There are two beneficial properties of DANBAND and the private peering arrangements on which it relies: backwards compatibility and collateral safety.
First, both provide full backwards-compatibility. This is trivially obvious in the case of private peering. Where DANBAND is concerned, beacon implementations that adopt DANBAND are not penalized for dropping messages under equivocation conditions, nor are they penalized for witholding block data for a brief period. However, the possibility of a reorg exists in networks where a majority of nodes do not support the DANBAND protocol. In such cases, a Bonnie attack may result in the network accepting a block that individual DANBAND nodes have previously rejected. Because the witness-based validation does not apply to reorgs, DANBAND nodes should recover gracefully and protocol faults are not expected. In effect, DANBAND exhibits an adoption threshold beyond which its security properties can be enjoyed, but sub-threshold usage does not introduce faults or regressions.

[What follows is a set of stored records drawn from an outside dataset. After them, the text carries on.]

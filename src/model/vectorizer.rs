use std::collections::{BTreeMap, BTreeSet};

use serde::{Deserialize, Serialize};

use crate::error::{DetectorError, Result};
use crate::text::tokenizer::terms;

/// Sparse TF-IDF weights as `(term index, weight)` pairs sorted by index.
#[derive(Debug, Clone, Default, PartialEq)]
pub struct FeatureVector {
    entries: Vec<(usize, f64)>,
}

impl FeatureVector {
    pub fn is_empty(&self) -> bool {
        self.entries.is_empty()
    }

    pub fn len(&self) -> usize {
        self.entries.len()
    }

    pub fn iter(&self) -> impl Iterator<Item = (usize, f64)> + '_ {
        self.entries.iter().copied()
    }

    pub fn get(&self, index: usize) -> Option<f64> {
        self.entries
            .binary_search_by_key(&index, |(i, _)| *i)
            .ok()
            .map(|pos| self.entries[pos].1)
    }
}

/// Unigram + bigram TF-IDF vectorizer.
///
/// The vocabulary is every term seen at fit time, sorted lexicographically;
/// the position of a term is its feature index. IDF is smoothed as
/// `ln((1 + n) / (1 + df)) + 1` and document vectors are L2-normalized.
#[derive(Debug, Clone, PartialEq, Serialize, Deserialize)]
pub struct TfidfVectorizer {
    terms: Vec<String>,
    idf: Vec<f64>,
}

impl TfidfVectorizer {
    /// Learn the vocabulary and IDF weights from normalized documents.
    pub fn fit(documents: &[&str]) -> Result<Self> {
        let mut df: BTreeMap<String, usize> = BTreeMap::new();
        for doc in documents {
            let unique: BTreeSet<String> = terms(doc).into_iter().collect();
            for term in unique {
                *df.entry(term).or_insert(0) += 1;
            }
        }

        if df.is_empty() {
            return Err(DetectorError::Configuration(
                "training documents yield an empty vocabulary".to_string(),
            ));
        }

        let n = documents.len() as f64;
        let (terms, idf) = df
            .into_iter()
            .map(|(term, count)| (term, ((1.0 + n) / (1.0 + count as f64)).ln() + 1.0))
            .unzip();

        Ok(Self { terms, idf })
    }

    /// Weight a normalized document against the fixed vocabulary.
    ///
    /// Terms outside the vocabulary are ignored; a document with no known
    /// term yields an empty vector.
    pub fn transform(&self, normalized: &str) -> FeatureVector {
        let mut counts: BTreeMap<usize, f64> = BTreeMap::new();
        for term in terms(normalized) {
            if let Some(index) = self.index_of(&term) {
                *counts.entry(index).or_insert(0.0) += 1.0;
            }
        }

        let mut entries: Vec<(usize, f64)> = counts
            .into_iter()
            .map(|(index, tf)| (index, tf * self.idf[index]))
            .collect();

        let norm = entries.iter().map(|(_, w)| w * w).sum::<f64>().sqrt();
        if norm > 0.0 {
            for (_, w) in &mut entries {
                *w /= norm;
            }
        }

        FeatureVector { entries }
    }

    pub fn index_of(&self, term: &str) -> Option<usize> {
        self.terms.binary_search_by(|t| t.as_str().cmp(term)).ok()
    }

    pub fn vocabulary_size(&self) -> usize {
        self.terms.len()
    }

    /// Structural sanity check for a decoded vectorizer.
    pub(crate) fn is_consistent(&self) -> bool {
        self.terms.len() == self.idf.len()
            && !self.terms.is_empty()
            && self.terms.windows(2).all(|w| w[0] < w[1])
    }
}

#[cfg(test)]
mod tests {
    use super::*;

    #[test]
    fn test_fit_builds_sorted_vocabulary() {
        let v = TfidfVectorizer::fit(&["free prize", "team meeting"]).unwrap();
        assert_eq!(v.vocabulary_size(), 6);
        assert_eq!(v.index_of("free"), Some(0));
        assert_eq!(v.index_of("free prize"), Some(1));
        assert!(v.index_of("meeting").is_some());
        assert!(v.index_of("unknown").is_none());
    }

    #[test]
    fn test_rarer_terms_weigh_more() {
        let v = TfidfVectorizer::fit(&["offer prize", "offer meeting", "offer lunch"]).unwrap();
        let fv = v.transform("offer prize");
        let offer = fv.get(v.index_of("offer").unwrap()).unwrap();
        let prize = fv.get(v.index_of("prize").unwrap()).unwrap();
        assert!(prize > offer);
    }

    #[test]
    fn test_transform_is_l2_normalized() {
        let v = TfidfVectorizer::fit(&["free prize claim", "project meeting"]).unwrap();
        let fv = v.transform("free free prize claim");
        let norm: f64 = fv.iter().map(|(_, w)| w * w).sum();
        assert!((norm - 1.0).abs() < 1e-9);
    }

    #[test]
    fn test_unseen_terms_contribute_nothing() {
        let v = TfidfVectorizer::fit(&["free prize"]).unwrap();
        assert!(v.transform("quarterly budget").is_empty());
        assert!(v.transform("").is_empty());
    }

    #[test]
    fn test_empty_vocabulary_is_configuration_error() {
        let err = TfidfVectorizer::fit(&["", "the a of"]).unwrap_err();
        assert!(matches!(err, DetectorError::Configuration(_)));
    }
}
//! Error types for the detection core.

use thiserror::Error;

/// Result type alias for core operations
pub type Result<T> = std::result::Result<T, DetectorError>;

/// Detector error types
#[derive(Error, Debug)]
pub enum DetectorError {
    /// Training preconditions unmet (empty corpus, single label, bad ratios)
    #[error("Configuration error: {0}")]
    Configuration(String),

    /// Malformed or missing fields in a training corpus or batch input
    #[error("Data error: {0}")]
    Data(String),

    /// Model artifact could not be encoded, decoded, or is of an unknown version
    #[error("Model artifact error: {0}")]
    Artifact(String),

    /// IO error
    #[error("IO error: {0}")]
    Io(#[from] std::io::Error),

    /// CSV error
    #[error("CSV error: {0}")]
    Csv(#[from] csv::Error),
}

impl From<bincode::Error> for DetectorError {
    fn from(err: bincode::Error) -> Self {
        DetectorError::Artifact(err.to_string())
    }
}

Second, the DANBAND protocol introduces no edge cases in which non-malicious actors are harmed, be it economically or in terms of fair network participation. It does not directly slash nor penalize nodes, nor classify existing legitimate behaviors as malicious. As in the current state of affairs, attesters are never penalized for attesting to the "wrong thing". Instead, it provides a pathway for detecting equivocation before blocks are settled. Future work should investigate the feasibility and desireability of automatically slashing validators based on DANBAND-level violations.